Further complicating the issue is the fact that the three main species of schistosomes targeted for vaccination—mansoni, japonicum and haematobium—all require separate vaccination programs because they have, at least until recently, shown to be different antigenically. This means that the problems encountered to develop a vaccine for one species, already medically daunting, will triple when creating a world-wide vaccination program [21].
Nothing, however, can be done without the end in sight. It is important to remember the why’s and the reasons to undertake the search for a schistosomiasis vaccine. Unlike present drug treatments, a successful vaccine will more fully protect against long-term reinfection, may allow for the creation and maintenance of healthcare facilities in countries who benefit from the program, will improve the health and quality of life of millions of people worldwide, especially young children, and may help to strengthen departments of health in target countries.
Finally, access to an immense library of research will be of great value because this may allow vaccine developers to improve the administration/efficacy of the vaccine and may also lead to unseen benefits, including future medical discoveries. For instance, when Ogilvie et al. studied experimental Schistosoma infection, they made observations about the production of reaginic antibodies during the experiments. This led to the notion that the antibodies may function during the immune defense against the parasites [26]. When immunoglobulin E was discovered, studies rapidly followed by the demonstration of elevated IgE levels in helminth infection. The discovery has since had several medical and scientific applications for treatments and research of parasitic and allergic illnesses [26]. Thus, the schistosome vaccination program may lead researchers to unknown medical and/or scientific discoveries and advancements.
Political Challenges
Getting local and national governments to join the vaccination effort is feasible, but maintaining interest and involvement will be difficult. Many countries, especially those in sub-Saharan Africa, will have greater difficulties implementing and sustaining a vaccination program due to the fact that governmental stability is lacking in many of the target areas. In addition, support for the vaccination programs will be difficult especially since political commitment most often relates to economic commitment.

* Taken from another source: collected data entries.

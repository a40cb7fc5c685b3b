//! Client-side narrowing of listings the server already returned.

use strum_macros::Display;
use strum_macros::EnumString;

use crate::types::Property;

#[derive(Debug, Clone, Copy, PartialEq, Eq, Display, EnumString)]
#[strum(serialize_all = "kebab-case", ascii_case_insensitive)]
pub enum SortField {
    Price,
    Rating,
    RealtorRating,
}

#[derive(Debug, Clone, Copy, Default, PartialEq, Eq, Display, EnumString)]
#[strum(serialize_all = "lowercase", ascii_case_insensitive)]
pub enum SortOrder {
    #[default]
    Asc,
    Desc,
}

/// Rating thresholds and ordering the server does not support. Missing
/// ratings count as zero.
#[derive(Debug, Clone, Default, PartialEq)]
pub struct ListingFilter {
    pub min_realtor_rating: Option<f64>,
    pub min_property_rating: Option<f64>,
    pub sort: Option<(SortField, SortOrder)>,
}

impl ListingFilter {
    pub fn apply(&self, properties: Vec<Property>) -> Vec<Property> {
        let mut kept: Vec<Property> = properties
            .into_iter()
            .filter(|p| {
                let realtor = p.realtor_rating.unwrap_or(0.0);
                let own = p.rating.unwrap_or(0.0);
                self.min_realtor_rating.is_none_or(|min| realtor >= min)
                    && self.min_property_rating.is_none_or(|min| own >= min)
            })
            .collect();
        if let Some((field, order)) = self.sort {
            // Stable, so equal keys keep server order.
            kept.sort_by(|a, b| {
                let ord = sort_key(a, field).total_cmp(&sort_key(b, field));
                match order {
                    SortOrder::Asc => ord,
                    SortOrder::Desc => ord.reverse(),
                }
            });
        }
        kept
    }
}

fn sort_key(p: &Property, field: SortField) -> f64 {
    match field {
        SortField::Price => p.price,
        SortField::Rating => p.rating.unwrap_or(0.0),
        SortField::RealtorRating => p.realtor_rating.unwrap_or(0.0),
    }
}

/// Address search over listings. City must match exactly; street and house
/// are substring matches against the address. All comparisons happen on
/// [`normalize_address`] output so Cyrillic and Latin spellings meet.
#[derive(Debug, Clone, Default, PartialEq, Eq)]
pub struct AddressFilter {
    pub city: Option<String>,
    pub street: Option<String>,
    pub house: Option<String>,
}

impl AddressFilter {
    pub fn is_empty(&self) -> bool {
        [&self.city, &self.street, &self.house]
            .iter()
            .all(|part| part.as_deref().is_none_or(str::is_empty))
    }

    pub fn matches(&self, property: &Property) -> bool {
        let address = normalize_address(property.address.as_deref().unwrap_or(""));
        let city = normalize_address(property.city.as_deref().unwrap_or(""));
        if let Some(want) = non_empty(&self.city)
            && city != normalize_address(want)
        {
            return false;
        }
        if let Some(want) = non_empty(&self.street)
            && !address.contains(&normalize_address(want))
        {
            return false;
        }
        if let Some(want) = non_empty(&self.house)
            && !address.contains(&normalize_address(want))
        {
            return false;
        }
        true
    }

    pub fn apply(&self, properties: Vec<Property>) -> Vec<Property> {
        properties.into_iter().filter(|p| self.matches(p)).collect()
    }

    /// Free-text geocoder query, most specific part first.
    pub fn geocode_query(&self) -> Option<String> {
        let parts: Vec<&str> = [&self.house, &self.street, &self.city]
            .into_iter()
            .filter_map(non_empty)
            .collect();
        if parts.is_empty() {
            None
        } else {
            Some(parts.join(" "))
        }
    }

    /// Map zoom for the most specific part given.
    pub fn zoom(&self) -> u8 {
        if non_empty(&self.house).is_some() {
            18
        } else if non_empty(&self.street).is_some() {
            16
        } else {
            13
        }
    }
}

fn non_empty(part: &Option<String>) -> Option<&str> {
    part.as_deref().map(str::trim).filter(|s| !s.is_empty())
}

/// Transliterate Ukrainian Cyrillic to Latin and lowercase.
pub fn normalize_address(input: &str) -> String {
    let mut out = String::with_capacity(input.len());
    for c in input.chars() {
        let lower: String = c.to_lowercase().collect();
        match transliterate(&lower) {
            Some(latin) => out.push_str(latin),
            None => out.push_str(&lower),
        }
    }
    out
}

fn transliterate(c: &str) -> Option<&'static str> {
    let latin = match c {
        "а" => "a",
        "б" => "b",
        "в" => "v",
        "г" | "ґ" => "g",
        "д" => "d",
        "е" | "є" => "e",
        "ж" => "zh",
        "з" => "z",
        "и" | "і" | "ї" | "й" => "i",
        "к" => "k",
        "л" => "l",
        "м" => "m",
        "н" => "n",
        "о" => "o",
        "п" => "p",
        "р" => "r",
        "с" => "s",
        "т" => "t",
        "у" => "u",
        "ф" => "f",
        "х" => "kh",
        "ц" => "ts",
        "ч" => "ch",
        "ш" => "sh",
        "щ" => "shch",
        "ю" => "yu",
        "я" => "ya",
        "ь" | "ъ" => "",
        _ => return None,
    };
    Some(latin)
}

#[cfg(test)]
mod tests {
    use super::*;
    use pretty_assertions::assert_eq;

    fn listing(id: i64, price: f64, rating: Option<f64>, realtor: Option<f64>) -> Property {
        Property {
            id,
            title: format!("#{id}"),
            price,
            rating,
            realtor_rating: realtor,
            ..Default::default()
        }
    }

    fn ids(props: &[Property]) -> Vec<i64> {
        props.iter().map(|p| p.id).collect()
    }

    #[test]
    fn missing_ratings_count_as_zero() {
        let filter = ListingFilter {
            min_property_rating: Some(3.0),
            ..Default::default()
        };
        let kept = filter.apply(vec![
            listing(1, 10.0, Some(4.0), None),
            listing(2, 10.0, None, Some(5.0)),
            listing(3, 10.0, Some(3.0), None),
        ]);
        assert_eq!(ids(&kept), vec![1, 3]);
    }

    #[test]
    fn sorts_by_price_descending_and_keeps_ties_in_order() {
        let filter = ListingFilter {
            sort: Some((SortField::Price, SortOrder::Desc)),
            ..Default::default()
        };
        let kept = filter.apply(vec![
            listing(1, 100.0, None, None),
            listing(2, 300.0, None, None),
            listing(3, 100.0, None, None),
        ]);
        assert_eq!(ids(&kept), vec![2, 1, 3]);
    }

    #[test]
    fn no_sort_preserves_server_order() {
        let kept = ListingFilter::default().apply(vec![
            listing(3, 1.0, None, None),
            listing(1, 2.0, None, None),
        ]);
        assert_eq!(ids(&kept), vec![3, 1]);
    }

    #[test]
    fn sort_field_parses_kebab_case() {
        assert_eq!("realtor-rating".parse::<SortField>().ok(), Some(SortField::RealtorRating));
        assert_eq!("DESC".parse::<SortOrder>().ok(), Some(SortOrder::Desc));
    }

    #[test]
    fn normalizes_cyrillic_to_latin() {
        assert_eq!(normalize_address("Київ"), "kiiv");
        assert_eq!(normalize_address("вул. Шевченка 5"), "vul. shevchenka 5");
        assert_eq!(normalize_address("Lviv"), "lviv");
    }

    #[test]
    fn address_filter_matches_across_scripts() {
        let property = Property {
            id: 1,
            title: "Flat".to_string(),
            city: Some("Львів".to_string()),
            address: Some("вул. Городоцька 12".to_string()),
            ..Default::default()
        };
        let filter = AddressFilter {
            city: Some("lviv".to_string()),
            street: Some("Gorodotska".to_string()),
            house: Some("12".to_string()),
        };
        assert!(filter.matches(&property));

        let wrong_city = AddressFilter {
            city: Some("Kyiv".to_string()),
            ..Default::default()
        };
        assert!(!wrong_city.matches(&property));
    }

    #[test]
    fn geocode_query_and_zoom_follow_most_specific_part() {
        let filter = AddressFilter {
            city: Some("Kyiv".to_string()),
            street: Some("Khreshchatyk".to_string()),
            house: None,
        };
        assert_eq!(filter.geocode_query().as_deref(), Some("Khreshchatyk Kyiv"));
        assert_eq!(filter.zoom(), 16);

        assert_eq!(AddressFilter::default().geocode_query(), None);
        assert!(AddressFilter::default().is_empty());
        assert_eq!(AddressFilter::default().zoom(), 13);
    }
}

The use of international loan programs, the lowering of poverty rates, and external political commitment from the international community is necessary for a successful campaign. Availability of economic resources has promoted greater political commitment for wide-scale chemotherapy in countries such as Egypt, China, Prazil, the Phillippines, Tunisia and Saudi Arabia. Key factors contributing to success of these programs were concurrent socioeconomic development, national commitment and continued economic support, in several cases through loans from the World Bank [27]. It follows that wide-scale chemotherapy campaigns in sub-Saharan countries and other third-world nations had greater difficulty economically. Pilot-programs showed promising results, only to flounder and often disappear when foreign assistance is ended [27]. An international vaccination campaign will be no different.